One of the types of business structures you may encounter is a limited liability company (or LLC). This is a popular choice for many start-up entrepreneurs because it allows them to shield their personal assets from lawsuits. Because limited liability companies are considered to be more stable than corporations, they often result in lower start-up costs and lower operating costs. However, in order to protect the profits from a lawsuit, owners need to provide capital funds to cover legal fees.
Another of the types of business structures you may encounter is a corporation. A corporation is a separate legal entity from its shareholders. As such, there are significantly fewer restrictions on what types of activities the corporation may conduct, although the general rules regarding the ownership and transfer of stock are much stricter with a corporation than with any other type of structure. The chart presented below illustrates some of the differences between the two types of business structures.

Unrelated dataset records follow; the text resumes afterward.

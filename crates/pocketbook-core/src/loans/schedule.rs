use rust_decimal::{Decimal, RoundingStrategy};
use rust_decimal_macros::dec;
use serde::{Deserialize, Serialize};
use std::time::Instant;

use super::payoff::{clamp_snapshot, clamp_warnings, LoanSnapshot};
use crate::limits::MAX_SCHEDULE_MONTHS;
use crate::{types::*, PocketbookError, PocketbookResult};

#[derive(Debug, Clone, PartialEq, Serialize, Deserialize)]
pub struct ScheduleRow {
    pub month: u32,
    pub opening_balance: Money,
    pub payment: Money,
    pub interest: Money,
    pub principal: Money,
    pub closing_balance: Money,
}

#[derive(Debug, Clone, PartialEq, Serialize, Deserialize)]
pub struct AmortizationSchedule {
    pub rows: Vec<ScheduleRow>,
    pub months: u32,
    pub total_interest: Money,
    pub total_paid: Money,
}

/// Month-by-month split of each remaining payment into interest and
/// principal. Interest is charged on the opening balance and rounded to
/// cents; the last payment is reduced to whatever is still owed.
pub fn build_amortization_schedule(
    snapshot: &LoanSnapshot,
) -> PocketbookResult<ComputationOutput<AmortizationSchedule>> {
    let start = Instant::now();
    let warnings = clamp_warnings(snapshot);
    let loan = clamp_snapshot(snapshot);

    let remaining = (loan.principal - loan.paid_amount).max(Decimal::ZERO);
    let monthly_rate = loan.annual_rate_percent / dec!(100) / dec!(12);
    let payment = loan.monthly_payment;

    if remaining > Decimal::ZERO && payment <= Decimal::ZERO {
        return Err(PocketbookError::InvalidInput {
            field: "monthly_payment".into(),
            reason: "A schedule needs a positive monthly payment".into(),
        });
    }

    let mut rows = Vec::new();
    let mut balance = remaining;
    let mut total_interest = Decimal::ZERO;
    let mut total_paid = Decimal::ZERO;

    while balance > Decimal::ZERO {
        let month = rows.len() as u32 + 1;
        if month > MAX_SCHEDULE_MONTHS {
            return Err(PocketbookError::InvalidInput {
                field: "monthly_payment".into(),
                reason: format!("Loan takes longer than {MAX_SCHEDULE_MONTHS} months to repay"),
            });
        }

        let interest = balance
            .checked_mul(monthly_rate)
            .ok_or_else(|| overflow("interest"))?
            .round_dp_with_strategy(2, RoundingStrategy::MidpointAwayFromZero);
        if interest >= payment {
            return Err(PocketbookError::FinancialImpossibility(format!(
                "Monthly payment {payment} does not cover month {month} interest of {interest}"
            )));
        }

        let owed = balance.checked_add(interest).ok_or_else(|| overflow("balance"))?;
        let paid = payment.min(owed);
        let principal = paid - interest;
        let closing = balance - principal;

        rows.push(ScheduleRow {
            month,
            opening_balance: balance,
            payment: paid,
            interest,
            principal,
            closing_balance: closing,
        });

        total_interest = total_interest
            .checked_add(interest)
            .ok_or_else(|| overflow("total interest"))?;
        total_paid = total_paid
            .checked_add(paid)
            .ok_or_else(|| overflow("total paid"))?;
        balance = closing;
    }

    let months = rows.len() as u32;
    Ok(with_metadata(
        "Fixed-payment amortization schedule, interest on opening balance rounded to cents",
        snapshot,
        warnings,
        start,
        AmortizationSchedule {
            rows,
            months,
            total_interest,
            total_paid,
        },
    ))
}

fn overflow(what: &str) -> PocketbookError {
    PocketbookError::InvalidInput {
        field: "principal".into(),
        reason: format!("{what} is too large to represent"),
    }
}

#[cfg(test)]
mod tests {
    use super::*;

    fn loan(principal: Decimal, rate: Decimal, payment: Decimal) -> LoanSnapshot {
        LoanSnapshot {
            principal,
            paid_amount: Decimal::ZERO,
            annual_rate_percent: rate,
            monthly_payment: payment,
        }
    }

    #[test]
    fn test_interest_free_schedule() {
        let out = build_amortization_schedule(&loan(dec!(1050), dec!(0), dec!(100))).unwrap();
        let s = out.result;
        assert_eq!(s.months, 11);
        assert_eq!(s.total_interest, Decimal::ZERO);
        assert_eq!(s.total_paid, dec!(1050));
        assert_eq!(s.rows.last().unwrap().payment, dec!(50));
        assert_eq!(s.rows.last().unwrap().closing_balance, Decimal::ZERO);
    }

    #[test]
    fn test_first_row_interest() {
        // 12000 at 12% -> 1% a month -> 120 interest in month one
        let out = build_amortization_schedule(&loan(dec!(12000), dec!(12), dec!(1000))).unwrap();
        let first = &out.result.rows[0];
        assert_eq!(first.interest, dec!(120));
        assert_eq!(first.principal, dec!(880));
        assert_eq!(first.closing_balance, dec!(11120));
    }

    #[test]
    fn test_totals_balance() {
        let out = build_amortization_schedule(&loan(dec!(40000), dec!(10), dec!(2000))).unwrap();
        let s = out.result;
        assert_eq!(s.total_paid - s.total_interest, dec!(40000));
        assert_eq!(s.months, 22);
    }

    #[test]
    fn test_paid_off_loan_has_empty_schedule() {
        let mut snapshot = loan(dec!(5000), dec!(5), dec!(0));
        snapshot.paid_amount = dec!(5000);
        let out = build_amortization_schedule(&snapshot).unwrap();
        assert!(out.result.rows.is_empty());
        assert_eq!(out.result.months, 0);
    }

    #[test]
    fn test_missing_payment_is_invalid() {
        let err = build_amortization_schedule(&loan(dec!(5000), dec!(5), dec!(0))).unwrap_err();
        assert!(matches!(err, PocketbookError::InvalidInput { .. }));
    }

    #[test]
    fn test_payment_below_interest_is_impossible() {
        let err = build_amortization_schedule(&loan(dec!(1000000), dec!(12), dec!(100))).unwrap_err();
        assert!(matches!(err, PocketbookError::FinancialImpossibility(_)));
    }

    #[test]
    fn test_running_totals_overflow_is_an_error() {
        // Each row fits, but the payments summed over ~270 months do not.
        let huge = loan(
            dec!(70_000_000_000_000_000_000_000_000_000),
            dec!(12),
            dec!(750_000_000_000_000_000_000_000_000),
        );
        let err = build_amortization_schedule(&huge).unwrap_err();
        assert!(matches!(err, PocketbookError::InvalidInput { .. }));
    }

    #[test]
    fn test_overlong_schedule_is_rejected() {
        let err = build_amortization_schedule(&loan(dec!(1000000), dec!(0), dec!(1))).unwrap_err();
        assert!(matches!(err, PocketbookError::InvalidInput { .. }));
    }
}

The most straightforward of all the types of business organizations is a partnership. A partnership is created when two or more people enter into a legally binding contract by which each person has a right to ownership in the partnership. Partnerships may be limited liability partnerships, which give partners joint and in the common property; common law partnerships, in which partners own property directly without being required to live under the same roof; or, in certain limited partnerships, where the partners share equally in the liability of others. Partnerships may also be direct, where there is no third party involved, such as in a trust or corporation.
The most unique of the types of business organizations is a sole proprietorship, which is commonly referred to as a “Sole Access Ownership” (SAP) or” Sole Proprietorship.” Unlike partnerships, a sole proprietorship is not created by a written contract. Instead, partners voluntarily agree to form a business association and, if they so choose, to engage in business together. Partnerships are treated as for-profit organizations, while sole proprietorships are not. As such, sole proprietors are treated with all of the taxes that apply to corporation owners.
Taxation of the types of business organizations described above vary greatly. In many cases, the taxation of a sole proprietorship is based upon the domicile of the owner, which can vary from state to state. Also, depending on whether the partnership is incorporated or not, can determine what types of tax are applied to the partnership. Additionally, although there are no restrictions on who can start a business, sole proprietors are often limited to the number of partners that they can have and may have to cease trading immediately if the partners are unable to continue trading as a single business entity. For these reasons, it is important to consult with a competent business attorney when considering the pros and cons of various business types.